Je dépasse ma cible, le zoo, et me retrouve au nord-est du centre-ville. Maintenant, dans les rues urbaines, je me rends compte que la mémoire à court terme est une autre fonction cérébrale que j’ai sous-traitée à mon téléphone. Je devrai m’arrêter tous les quelques kilomètres, voire quelques pâtés de maisons, car je ne peux pas mémoriser plus de trois virages à la fois. Heureusement, je suis passé à côté de l’énorme bouche d’incendie purement par accident. Je finirai par tout trouver sur la liste du jour sauf le monument Hootie. Il y a une autre chose que nous avions l’habitude de faire : abandonner.
Le lendemain matin, je reviens au nord, vers Clemson, et après avoir traversé le barrage du lac Murray, je pense que j’ai gagné le droit à quelques kilomètres d’autoroute. Sur la I-26, la 325is suit facilement le rythme de la circulation à 90 mph, son copieux six cylindres en ligne de 2,5 litres se réjouit de bourdonner dans les hautes distances du tachymètre. J’utilise une stratégie de vitesse que j’ai perfectionnée au cours de mes années de formation Camaro : trouver quelqu’un de plus fou que moi, puis rester suffisamment en retrait pour voir s’il a heurté le fil-piège d’un piège à vitesse. J’aimerais avoir mon ancien Fuzzbuster.

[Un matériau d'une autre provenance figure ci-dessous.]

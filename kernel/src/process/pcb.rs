//! Process Control Block (PCB) implementation
//!
//! The PCB is the core data structure representing a process in the kernel.
//! It contains all the information needed to manage a process.

use core::sync::atomic::{AtomicU32, AtomicU64, Ordering};

#[cfg(feature = "alloc")]
extern crate alloc;

#[cfg(feature = "alloc")]
use alloc::{
    collections::BTreeMap,
    string::String,
    vec::Vec,
};

use spin::Mutex;

use crate::mm::VirtualAddressSpace;

use super::{
    thread::{Thread, ThreadId},
    ProcessState,
};

/// Process ID type
#[derive(Debug, Clone, Copy, PartialEq, Eq, PartialOrd, Ord, Hash)]
pub struct ProcessId(pub u64);

impl core::fmt::Display for ProcessId {
    fn fmt(&self, f: &mut core::fmt::Formatter<'_>) -> core::fmt::Result {
        write!(f, "{}", self.0)
    }
}

/// Process state
#[repr(u8)]
#[derive(Debug, Clone, Copy, PartialEq, Eq)]
pub enum ProcessState {
    /// Process is being created
    Creating = 0,
    /// Process is ready to run
    Ready = 1,
    /// Process is currently running
    Running = 2,
    /// Process is blocked waiting
    Blocked = 3,
    /// Process is sleeping
    Sleeping = 4,
    /// Process has exited but not yet reaped
    Zombie = 5,
    /// Process has been terminated
    Dead = 6,
}

/// Process priority
#[repr(u8)]
#[derive(Debug, Clone, Copy, PartialEq, Eq, PartialOrd, Ord)]
pub enum ProcessPriority {
    /// Real-time priority (highest)
    RealTime = 0,
    /// System priority
    System = 1,
    /// Normal user priority
    Normal = 2,
    /// Low priority
    Low = 3,
    /// Idle priority (lowest)
    Idle = 4,
}

/// Process Control Block
pub struct Process {
    /// Process ID
    pub pid: ProcessId,
    
    /// Parent process ID (None for init)
    pub parent: Option<ProcessId>,
    
    /// Process name
    #[cfg(feature = "alloc")]
    pub name: String,
    
    /// Process state
    pub state: AtomicU32,
    
    /// Priority
    pub priority: ProcessPriority,
    
    /// Virtual address space
    pub memory_space: Mutex<VirtualAddressSpace>,

    /// Threads in this process
    #[cfg(feature = "alloc")]
    pub threads: Mutex<BTreeMap<ThreadId, Thread>>,

    /// Child processes
    #[cfg(feature = "alloc")]
    pub children: Mutex<Vec<ProcessId>>,
    
    /// Exit code (set when process exits)
    pub exit_code: AtomicU32,
    
    /// CPU time used (in microseconds)
    pub cpu_time: AtomicU64,
    
    /// Memory usage statistics
    pub memory_stats: MemoryStats,
    
    /// Creation timestamp
    pub created_at: u64,
    
    /// User ID (for future use)
    pub uid: u32,
    
    /// Group ID (for future use)
    pub gid: u32,
}

/// Memory usage statistics
#[derive(Debug, Default)]
pub struct MemoryStats {
    /// Virtual memory size (bytes)
    pub virtual_size: AtomicU64,
    /// Resident set size (bytes)
    pub resident_size: AtomicU64,
    /// Shared memory size (bytes)
    pub shared_size: AtomicU64,
}

impl Process {
    /// Create a new process
    #[cfg(feature = "alloc")]
    pub fn new(
        pid: ProcessId,
        parent: Option<ProcessId>,
        name: String,
        priority: ProcessPriority,
    ) -> Self {
        Self {
            pid,
            parent,
            name,
            state: AtomicU32::new(ProcessState::Creating as u32),
            priority,
            memory_space: Mutex::new(VirtualAddressSpace::new()),
            threads: Mutex::new(BTreeMap::new()),
            children: Mutex::new(Vec::new()),
            exit_code: AtomicU32::new(0),
            cpu_time: AtomicU64::new(0),
            memory_stats: MemoryStats::default(),
            created_at: crate::arch::time::get_ticks(),
            uid: 0,
            gid: 0,
        }
    }
    
    /// Get process state
    pub fn get_state(&self) -> ProcessState {
        match self.state.load(Ordering::Acquire) {
            0 => ProcessState::Creating,
            1 => ProcessState::Ready,
            2 => ProcessState::Running,
            3 => ProcessState::Blocked,
            4 => ProcessState::Sleeping,
            5 => ProcessState::Zombie,
            6 => ProcessState::Dead,
            _ => ProcessState::Dead,
        }
    }
    
    /// Set process state
    pub fn set_state(&self, state: ProcessState) {
        self.state.store(state as u32, Ordering::Release);
    }
    
    /// Add a thread to this process
    #[cfg(feature = "alloc")]
    pub fn add_thread(&self, thread: Thread) -> Result<(), &'static str> {
        let tid = thread.tid;
        let mut threads = self.threads.lock();
        
        if threads.len() >= super::MAX_THREADS_PER_PROCESS {
            return Err("Too many threads in process");
        }
        
        if threads.contains_key(&tid) {
            return Err("Thread ID already exists");
        }
        
        threads.insert(tid, thread);
        Ok(())
    }
    
    /// Remove a thread from this process
    #[cfg(feature = "alloc")]
    pub fn remove_thread(&self, tid: ThreadId) -> Option<Thread> {
        self.threads.lock().remove(&tid)
    }
    
    /// Get a thread by ID
    #[cfg(feature = "alloc")]
    pub fn get_thread(&self, tid: ThreadId) -> Option<&Thread> {
        // This is a bit tricky - we need to return a reference that outlives the lock
        // In a real implementation, we'd use more sophisticated synchronization
        unsafe {
            let threads = self.threads.lock();
            threads.get(&tid).map(|t| &*(t as *const Thread))
        }
    }
    
    /// Get number of threads
    #[cfg(feature = "alloc")]
    pub fn thread_count(&self) -> usize {
        self.threads.lock().len()
    }
    
    /// Check if process is alive
    pub fn is_alive(&self) -> bool {
        match self.get_state() {
            ProcessState::Dead | ProcessState::Zombie => false,
            _ => true,
        }
    }
    
    /// Update CPU time
    pub fn add_cpu_time(&self, microseconds: u64) {
        self.cpu_time.fetch_add(microseconds, Ordering::Relaxed);
    }
    
    /// Get total CPU time
    pub fn get_cpu_time(&self) -> u64 {
        self.cpu_time.load(Ordering::Relaxed)
    }
    
    /// Set exit code
    pub fn set_exit_code(&self, code: i32) {
        self.exit_code.store(code as u32, Ordering::Release);
    }
    
    /// Get exit code
    pub fn get_exit_code(&self) -> i32 {
        self.exit_code.load(Ordering::Acquire) as i32
    }
}

impl Drop for Process {
    fn drop(&mut self) {
        println!("[PROCESS] Dropping process {}", self.pid.0);
        // Cleanup will be handled by the process lifecycle manager
    }
}

/// Process builder for convenient process creation
#[cfg(feature = "alloc")]
pub struct ProcessBuilder {
    name: String,
    parent: Option<ProcessId>,
    priority: ProcessPriority,
    uid: u32,
    gid: u32,
}

#[cfg(feature = "alloc")]
impl ProcessBuilder {
    /// Create a new process builder
    pub fn new(name: String) -> Self {
        Self {
            name,
            parent: None,
            priority: ProcessPriority::Normal,
            uid: 0,
            gid: 0,
        }
    }
    
    /// Set parent process
    pub fn parent(mut self, pid: ProcessId) -> Self {
        self.parent = Some(pid);
        self
    }
    
    /// Set priority
    pub fn priority(mut self, priority: ProcessPriority) -> Self {
        self.priority = priority;
        self
    }
    
    /// Set user ID
    pub fn uid(mut self, uid: u32) -> Self {
        self.uid = uid;
        self
    }
    
    /// Set group ID
    pub fn gid(mut self, gid: u32) -> Self {
        self.gid = gid;
        self
    }
    
    /// Build the process
    pub fn build(self) -> Process {
        let pid = super::alloc_pid();
        let mut process = Process::new(pid, self.parent, self.name, self.priority);
        process.uid = self.uid;
        process.gid = self.gid;
        process
    }
}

Je me dirige vers une boulangerie près de Clemson, puis jusqu’à la route 107 pour obtenir les 325is sur des routes amusantes. C’est plus roulant qu’hier, mais maintenant je me sens en confiance, à l’écoute de mon environnement. Quand je remarque des autocollants Clemson sur les voitures, je pense que je m’approche. Mais la règle du 50-50 entre en jeu, et lorsqu’un virage à droite m’emmènerait immédiatement à la boulangerie Pound Cake Man, je vais plutôt à gauche et je perds la piste. Encore une fois, j’abandonne avec audace et colère et continue hors de la ville, au nord vers les montagnes. J’ai besoin de coins plus que de cookies.

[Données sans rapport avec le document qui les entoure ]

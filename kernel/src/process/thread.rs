//! Thread management implementation
//!
//! Threads are the unit of execution within a process. Each thread has its own
//! stack and CPU context but shares memory and other resources with its
//! process.

use core::sync::atomic::{AtomicBool, AtomicI32, AtomicU32, AtomicU64, AtomicUsize, Ordering};

#[cfg(feature = "alloc")]
extern crate alloc;

#[cfg(feature = "alloc")]
use alloc::{string::String, sync::Arc};
use core::ptr::NonNull;

use spin::Mutex;

use super::ProcessId;
use crate::{
    arch::context::{ArchThreadContext, ThreadContext},
    error::KernelError,
    ipc::note::NoteQueue,
    mm::{FRAME_ALLOCATOR, FRAME_SIZE},
    sched::task::Task,
};

/// Per-thread filesystem state for CLONE_FS support.
///
/// Each thread has a reference-counted `ThreadFs` that holds the thread's
/// current working directory (cwd) and file creation mask (umask). When
/// `CLONE_FS` is set during `clone()`, the parent and child share the same
/// `Arc<ThreadFs>`, so changes to cwd or umask in one thread are visible
/// to the other. When `CLONE_FS` is not set, the child receives an
/// independent copy (via [`clone_copy`](Self::clone_copy)).
///
/// This mirrors the Linux kernel's `struct fs_struct` semantics.
#[cfg(feature = "alloc")]
#[derive(Debug)]
pub struct ThreadFs {
    /// Current working directory path. Protected by a spinlock because
    /// it can be read from syscall paths (getcwd) and modified from
    /// others (chdir) concurrently.
    pub cwd: Mutex<alloc::string::String>,
    /// File creation mask (umask). Atomic because it can be read/written
    /// from concurrent syscall paths without holding a lock.
    pub umask: AtomicU32,
}

#[cfg(feature = "alloc")]
impl ThreadFs {
    /// Create a new root filesystem state with cwd="/" and umask=0o022.
    ///
    /// Used for the initial thread of a new process.
    pub fn new_root() -> Arc<Self> {
        Arc::new(Self {
            cwd: Mutex::new(alloc::string::String::from("/")),
            umask: AtomicU32::new(0o022),
        })
    }

    /// Share the filesystem state (CLONE_FS semantics).
    ///
    /// Returns a clone of the `Arc`, so parent and child reference the
    /// same underlying `ThreadFs`. Changes to cwd or umask in either
    /// thread are visible to the other.
    pub fn clone_shared(src: &Arc<Self>) -> Arc<Self> {
        src.clone()
    }

    /// Copy the filesystem state (non-CLONE_FS semantics).
    ///
    /// Creates a new independent `ThreadFs` with the same cwd and umask
    /// values. Subsequent changes in either thread are isolated.
    pub fn clone_copy(src: &Arc<Self>) -> Arc<Self> {
        Arc::new(Self {
            cwd: Mutex::new(src.cwd.lock().clone()),
            umask: AtomicU32::new(src.umask.load(Ordering::Acquire)),
        })
    }
}

/// Default kernel stack size: 64KB (16 pages)
pub const DEFAULT_KERNEL_STACK_PAGES: usize = 16;

/// Default user stack size: 64KB (16 pages) for kernel-created threads
/// User processes use the value from ProcessCreateOptions instead.
pub const DEFAULT_USER_STACK_PAGES: usize = 16;

/// Default TLS region size: 4KB (1 page)
pub const DEFAULT_TLS_PAGES: usize = 1;

/// Guard page count (1 page below each stack to detect overflow)
pub const GUARD_PAGE_COUNT: usize = 1;

/// Base virtual address for kernel thread stacks.
/// Each thread gets its own region at KERNEL_STACK_REGION_BASE - (thread_index
/// * region_size).
const KERNEL_STACK_REGION_BASE: usize = 0xFFFF_E000_0000_0000;

/// Base virtual address for user thread stacks.
/// Grows downward from near the top of user address space.
const USER_STACK_REGION_BASE: usize = 0x0000_7FFE_0000_0000;

/// Base virtual address for TLS regions.
const TLS_REGION_BASE: usize = 0x0000_7000_0000_0000;

/// Allocate physical frames for a stack region and return the base physical
/// address.
///
/// Allocates `page_count` contiguous physical frames from the frame allocator.
/// The frames are zero-filled by the allocator. Returns the frame number of the
/// first allocated frame.
fn allocate_stack_frames(page_count: usize) -> Result<crate::mm::FrameNumber, KernelError> {
    let allocator = FRAME_ALLOCATOR.lock();
    allocator
        .allocate_frames(page_count, None)
        .map_err(|_| KernelError::OutOfMemory {
            requested: page_count * FRAME_SIZE,
            available: 0,
        })
}

/// Free previously allocated stack frames.
fn free_stack_frames(frame: crate::mm::FrameNumber, page_count: usize) {
    let allocator = FRAME_ALLOCATOR.lock();
    let _ = allocator.free_frames(frame, page_count);
}

/// Safe wrapper for task pointer that implements Send + Sync
///
/// Safety: Task pointers are only accessed from within the scheduler
/// which has its own synchronization mechanisms.
#[derive(Debug)]
pub struct TaskPtr(Option<NonNull<Task>>);

unsafe impl Send for TaskPtr {}
unsafe impl Sync for TaskPtr {}

/// Thread ID type
#[derive(Debug, Clone, Copy, PartialEq, Eq, PartialOrd, Ord, Hash)]
pub struct ThreadId(pub u64);

impl core::fmt::Display for ThreadId {
    fn fmt(&self, f: &mut core::fmt::Formatter<'_>) -> core::fmt::Result {
        write!(f, "{}", self.0)
    }
}

/// Thread state
#[repr(u8)]
#[derive(Debug, Clone, Copy, PartialEq, Eq)]
pub enum ThreadState {
    /// Thread is being created
    Creating = 0,
    /// Thread is ready to run
    Ready = 1,
    /// Thread is currently running
    Running = 2,
    /// Thread is blocked waiting
    Blocked = 3,
    /// Thread is sleeping
    Sleeping = 4,
    /// Thread has exited but not yet cleaned up (zombie)
    Zombie = 5,
    /// Thread is completely dead and can be cleaned up
    Dead = 6,
}

/// Thread Local Storage (TLS) data
pub struct ThreadLocalStorage {
    /// TLS base address
    pub base: usize,
    /// TLS size in bytes
    pub size: usize,
    /// TLS data pointer (architecture-specific)
    pub data_ptr: usize,
    /// TLS key-value data storage
    #[cfg(feature = "alloc")]
    pub data: alloc::collections::BTreeMap<u64, u64>,
}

Je trouve la route que je chasse sur 24 miles à l’extérieur de Clemson. Falling Waters Scenic Byway s’étend jusqu’à la frontière de la Caroline du Nord dans une série de virages parfaits pour une BMW à châssis E30 – la troisième vitesse, l’une après l’autre, grimpant vers les Smokies. Les petits pneus de 14 pouces hurlent alors que les poignées de porte s’inclinent vers le trottoir, offrant un drame de qualité à un rythme qui ennuierait un M4 moderne. La plupart d’entre nous aiment les vieilles voitures précisément à cause de cette tactilité sérieuse, le plaisir à faible enjeu d’une vitesse exagérée. Mais si vous voulez une expérience de retour complète, ajoutez le frisson de la navigation au siège du pantalon. Se perdre était un sentiment purement désagréable. Maintenant, c’est exaltant.
De retour au centre des visiteurs de BMW, j’échange la 325is contre son héritier spirituel, une M2 CS 2021. Mon trajet vers la maison est de trois heures et demie. Je lance Waze par réflexe, puis je l’éteins. Je suis presque sûr que je peux retrouver mon chemin de la même manière que je suis arrivé ici. Et si je ne le fais pas, je continuerai à conduire.